A young woman is called on stage and sat down in a chair opposite the magician's. Her name is Tabitha. Questioned by the magician, she confesses to slight, playful believe in notions of Eastern spirituality. Asked to recall a memory of an event from her life that was mysterious or that she couldn't explain, she discusses it briefly before the audience, magician included.

"Did anyone ever shed any light on it? Did you ever figure it out?"

She says no.

"Okay. You know where you were, at the time, right? Write it down. We're going to make a thoughtform, today, for everyone here."

The woman scribbles and folds her paper, she goes to hand it back - the magician denies, saying it's not important, that they just need a physical representation of the memory that they can then amplify into a greater being. He asks the audience to begin a low hum, like distant machinery. Lower. Even lower! An eerie sound fills the auditorium as he goes back to Tabitha and tears her written thought into tiny scraps of confetti, locking eye contact with her the entire time.

"Hold out your finger." She does, and still not looking, the magician balances the pieces precariously on the pad of her outstretched index finger. Telling her to cup her hands so that the scraps are in total darkness, he looks back at the audience. "Okay, now, slowly - slowly! - start to increase volume, all of you together. Get louder and louder, but take your time."

The hum starts to increase in power and volume.

The magician tells Tabitha to look inside at her finger. He says that the chanting is typical practice during certain forms of meditation, to help clear the mind. He tells her to listen to the humming subconsciously, while using her conscious mind to envision that the stage is that place from her memory, that she is there right now.

"And as you see it... see the berry bushes near your house... can you see it? The thoughtform is appearing! Look in your hands!"

A strong white glow radiates from her cupped hands, from her finger. "Your house number... there was a 2 in it, yes?" The hum gets louder and louder as Tabitha nods, smiling now.

"Watch it getting brighter and brighter, and picture this entire stage as nothing more than your arena, your memory... something you can't explain, but you just
know..."

The glow magnifies, and then suddenly, a jolt, and Tabitha and the magician both recoil, the scraps of paper flying from her hands, and the lights flicker. There are gasps and a break in the humming, as the magician tells her, "Quickly, quickly! Keep thinking!... your back yard, your first home in Connecticut! And were you once involved in an accident with water when you were younger? Yes? Why did that come to mind?"

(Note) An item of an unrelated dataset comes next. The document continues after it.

//! ConnectionRegistry の実装
//!
//! - `inmemory`: HashMap + RwLock を使った実装

pub mod inmemory;

pub use inmemory::InMemoryConnectionRegistry;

After the applause dies down, the magician points out, by the leg of Tabitha's chair - a strange sculpture, a tiny trinket of some degree. An oddly shaped, oddly designed object of unknown function. It seems to have simply appeared. It is warm to the touch. He gives it to Tabitha as he escorts her back to her seat, her thoughtform taken shape, her strange memory now trapped in an even stranger device, forever.